More than six months later, the case remains unresolved. Two weeks after
Gongadze's body was discovered, Socialist leader Oleksandr Moroz announced
in the Ukrainian parliament (Verkhovna Rada) that a portion of the tapes
allegedly made illicitly in President Leonid Kuchma's office by former
presidential security guard Mykola Melnychenko included a conversation about
Gongadze. This was only one fragment of the hundreds of hours of tapes
apparently made in 1999-2000 by Melnychenko, who defected to the United
States in April 2001. The Ukrainian government has denied that the tapes are
authentic. In the taped conversation, Kuchma is apparently heard ordering
then-Interior Minister Yuriy Kravchenko to deal with Gongadze by deportation
and violence. Parts of the tapes have been authenticated by a U.S. company
specializing in such recordings. The FBI has also stated that a section
pertaining to possible arms sales to Iraq is also authentic.
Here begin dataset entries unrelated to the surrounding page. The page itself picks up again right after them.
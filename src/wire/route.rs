//! Parameterized Manhattan routing.
//!
//! A [`Route`] describes how a wire leaves its source port, which horizontal
//! and vertical runs it takes, and which port of the destination it enters.
//! Run targets come either from a named vertical routing line or from an
//! edge of one of the two endpoint rectangles plus an offset. Offsets are
//! given at scale 1.0 and multiplied by the layout scale.
//!
//! After the explicit legs, the route finishes with at most two segments
//! determined by the destination side: ports on the left/right side are
//! approached horizontally, ports on the top/bottom side vertically.
//!
//! ```
//! use datapath_flow::component::{Layout, Side};
//! use datapath_flow::wire::route::{Coord, Port, Route};
//!
//! let route = Route::new(Port::new("PC", Side::Right), Port::new("InstructionMemory", Side::Left))
//!     .horizontal(Coord::line("pc_out"));
//! let points = route.compute(&Layout::standard(1.0)).unwrap();
//! assert_eq!(points.first().unwrap().x, 80.0);
//! assert_eq!(points.last().unwrap().x, 120.0);
//! ```

use serde::{Deserialize, Serialize};
use thiserror::Error;

use crate::component::{ComponentRect, Layout, Side};
use crate::types::{ComponentId, Point};

const SAME_POINT_EPSILON: f64 = 1e-9;

/// Errors raised while computing a route.
#[derive(Error, Debug, Clone, PartialEq, Eq)]
pub enum RouteError {
    #[error("component not in layout: {0}")]
    MissingComponent(ComponentId),

    #[error("routing line not in layout: {0}")]
    MissingLine(String),
}

/// Result type for routing operations.
pub type RouteResult<T> = Result<T, RouteError>;

/// A connection point on a component: a side and a position along it.
#[derive(Clone, Debug, PartialEq, Serialize, Deserialize)]
pub struct Port {
    pub component: ComponentId,
    pub side: Side,
    /// Position along the side, 0.0 = top/left end, 1.0 = bottom/right end.
    #[serde(default = "default_fraction")]
    pub at: f64,
}

fn default_fraction() -> f64 {
    0.5
}

impl Port {
    /// Port at the middle of `side`.
    pub fn new(component: impl Into<ComponentId>, side: Side) -> Self {
        Self::at(component, side, 0.5)
    }

    /// Port at `fraction` along `side`.
    pub fn at(component: impl Into<ComponentId>, side: Side, fraction: f64) -> Self {
        Self {
            component: component.into(),
            side,
            at: fraction,
        }
    }
}

/// An edge coordinate of a rectangle.
#[derive(Clone, Copy, Debug, PartialEq, Eq, Serialize, Deserialize)]
#[serde(rename_all = "snake_case")]
pub enum Edge {
    Left,
    Right,
    Top,
    Bottom,
    CenterX,
    CenterY,
}

impl Edge {
    fn of(self, rect: &ComponentRect) -> f64 {
        match self {
            Edge::Left => rect.left(),
            Edge::Right => rect.right(),
            Edge::Top => rect.top(),
            Edge::Bottom => rect.bottom(),
            Edge::CenterX => rect.center().x,
            Edge::CenterY => rect.center().y,
        }
    }
}

/// Where a run ends.
#[derive(Clone, Debug, PartialEq, Serialize, Deserialize)]
#[serde(rename_all = "snake_case")]
pub enum Coord {
    /// A named vertical routing line (x) shared by parallel wires.
    Line(String),
    /// An edge of the source rectangle plus an unscaled offset.
    Source(Edge, f64),
    /// An edge of the destination rectangle plus an unscaled offset.
    Destination(Edge, f64),
}

impl Coord {
    pub fn line(name: impl Into<String>) -> Self {
        Coord::Line(name.into())
    }

    pub fn src(edge: Edge, offset: f64) -> Self {
        Coord::Source(edge, offset)
    }

    pub fn dst(edge: Edge, offset: f64) -> Self {
        Coord::Destination(edge, offset)
    }
}

/// One explicit run of a route.
#[derive(Clone, Debug, PartialEq, Serialize, Deserialize)]
#[serde(rename_all = "snake_case")]
pub enum Leg {
    /// Move horizontally until x reaches the coordinate.
    Horizontal(Coord),
    /// Move vertically until y reaches the coordinate.
    Vertical(Coord),
}

/// A hand-authored wire route between two component ports.
#[derive(Clone, Debug, PartialEq, Serialize, Deserialize)]
pub struct Route {
    pub from: Port,
    pub to: Port,
    #[serde(default)]
    pub legs: Vec<Leg>,
}

impl Route {
    /// Creates a route with no explicit legs.
    pub fn new(from: Port, to: Port) -> Self {
        Self {
            from,
            to,
            legs: Vec::new(),
        }
    }

    /// Appends a horizontal run.
    pub fn horizontal(mut self, target: Coord) -> Self {
        self.legs.push(Leg::Horizontal(target));
        self
    }

    /// Appends a vertical run.
    pub fn vertical(mut self, target: Coord) -> Self {
        self.legs.push(Leg::Vertical(target));
        self
    }

    /// Computes the polyline for this route in `layout`.
    ///
    /// The result always has at least two points; the first lies on the
    /// source port, the last on the destination port.
    pub fn compute(&self, layout: &Layout) -> RouteResult<Vec<Point>> {
        let src = layout
            .rect(&self.from.component)
            .ok_or_else(|| RouteError::MissingComponent(self.from.component.clone()))?;
        let dst = layout
            .rect(&self.to.component)
            .ok_or_else(|| RouteError::MissingComponent(self.to.component.clone()))?;

        let start = src.port(self.from.side, self.from.at);
        let end = dst.port(self.to.side, self.to.at);

        let mut points = vec![start];
        let mut cur = start;

        for leg in &self.legs {
            cur = match leg {
                Leg::Horizontal(target) => Point::new(resolve(target, layout, src, dst)?, cur.y),
                Leg::Vertical(target) => Point::new(cur.x, resolve(target, layout, src, dst)?),
            };
            push_point(&mut points, cur);
        }

        let corner = match self.to.side {
            Side::Top | Side::Bottom => Point::new(end.x, cur.y),
            Side::Left | Side::Right | Side::Center => Point::new(cur.x, end.y),
        };
        push_point(&mut points, corner);
        push_point(&mut points, end);

        if points.len() < 2 {
            points.push(end);
        }
        Ok(points)
    }
}

fn resolve(
    coord: &Coord,
    layout: &Layout,
    src: &ComponentRect,
    dst: &ComponentRect,
) -> RouteResult<f64> {
    match coord {
        Coord::Line(name) => layout
            .line(name)
            .ok_or_else(|| RouteError::MissingLine(name.clone())),
        Coord::Source(edge, offset) => Ok(edge.of(src) + offset * layout.scale()),
        Coord::Destination(edge, offset) => Ok(edge.of(dst) + offset * layout.scale()),
    }
}

fn push_point(points: &mut Vec<Point>, p: Point) {
    match points.last() {
        Some(last) if last.approx_eq(&p, SAME_POINT_EPSILON) => {}
        _ => points.push(p),
    }
}

#[cfg(test)]
mod tests {
    use super::*;
    use crate::component::ComponentRect;

    fn two_box_layout() -> Layout {
        let mut layout = Layout::new(1.0);
        layout.insert_rect(ComponentRect::new("A", 0.0, 0.0, 10.0, 10.0));
        layout.insert_rect(ComponentRect::new("B", 100.0, 50.0, 10.0, 10.0));
        layout.set_line("mid", 50.0);
        layout
    }

    #[test]
    fn test_direct_route_to_left_port() {
        let route = Route::new(Port::new("A", Side::Right), Port::new("B", Side::Left));
        let points = route.compute(&two_box_layout()).unwrap();
        assert_eq!(
            points,
            vec![
                Point::new(10.0, 5.0),
                Point::new(10.0, 55.0),
                Point::new(100.0, 55.0),
            ]
        );
    }

    #[test]
    fn test_route_through_line() {
        let route = Route::new(Port::new("A", Side::Right), Port::new("B", Side::Left))
            .horizontal(Coord::line("mid"));
        let points = route.compute(&two_box_layout()).unwrap();
        assert_eq!(
            points,
            vec![
                Point::new(10.0, 5.0),
                Point::new(50.0, 5.0),
                Point::new(50.0, 55.0),
                Point::new(100.0, 55.0),
            ]
        );
    }

    #[test]
    fn test_top_port_is_approached_vertically() {
        let route = Route::new(Port::new("A", Side::Bottom), Port::new("B", Side::Top));
        let points = route.compute(&two_box_layout()).unwrap();
        assert_eq!(
            points,
            vec![
                Point::new(5.0, 10.0),
                Point::new(105.0, 10.0),
                Point::new(105.0, 50.0),
            ]
        );
    }

    #[test]
    fn test_offsets_follow_scale() {
        let base = two_box_layout();
        let layout = Layout::from_parts(
            base.rects().map(|r| r.scaled(2.0)).collect::<Vec<_>>(),
            vec![("mid".to_string(), 100.0)],
            2.0,
        );
        let route = Route::new(Port::new("A", Side::Right), Port::new("B", Side::Left))
            .vertical(Coord::src(Edge::Top, -5.0));
        let points = route.compute(&layout).unwrap();
        assert_eq!(points[1], Point::new(20.0, -10.0));
    }

    #[test]
    fn test_degenerate_route_keeps_two_points() {
        let mut layout = Layout::new(1.0);
        layout.insert_rect(ComponentRect::new("A", 0.0, 0.0, 10.0, 10.0));
        let route = Route::new(Port::new("A", Side::Center), Port::new("A", Side::Center));
        let points = route.compute(&layout).unwrap();
        assert_eq!(points.len(), 2);
    }

    #[test]
    fn test_missing_component_and_line() {
        let layout = two_box_layout();
        let missing = Route::new(Port::new("A", Side::Right), Port::new("C", Side::Left));
        assert_eq!(
            missing.compute(&layout),
            Err(RouteError::MissingComponent("C".to_string()))
        );

        let bad_line = Route::new(Port::new("A", Side::Right), Port::new("B", Side::Left))
            .horizontal(Coord::line("nowhere"));
        assert_eq!(
            bad_line.compute(&layout),
            Err(RouteError::MissingLine("nowhere".to_string()))
        );
    }
}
Because of the interconnection of the "Kuchmagate" tapes scandal and the
Gongadze case, numerous conspiracy theories have emerged. Kuchma and many of
his closest allies seem to back a theory first put forward by advisers close
to Russian President Vladimir Putin that the entire Gongadze affair was a
U.S. plot to replace Kuchma with then-Prime Minister Viktor Yushchenko. In
November, Deputy Prosecutor-General Viktor Shokin supported the view that
Gongadze was murdered as part of a plot to remove Kuchma from office.
Others figures in the Ukrainian elite are less convinced that the Gongadze
affair was a U.S. plot against Kuchma. Former presidential administration
head and current Verkhovna Rada speaker Volodymyr Lytvyn believes it was a
domestic operation, not one inspired by a foreign intelligence organization.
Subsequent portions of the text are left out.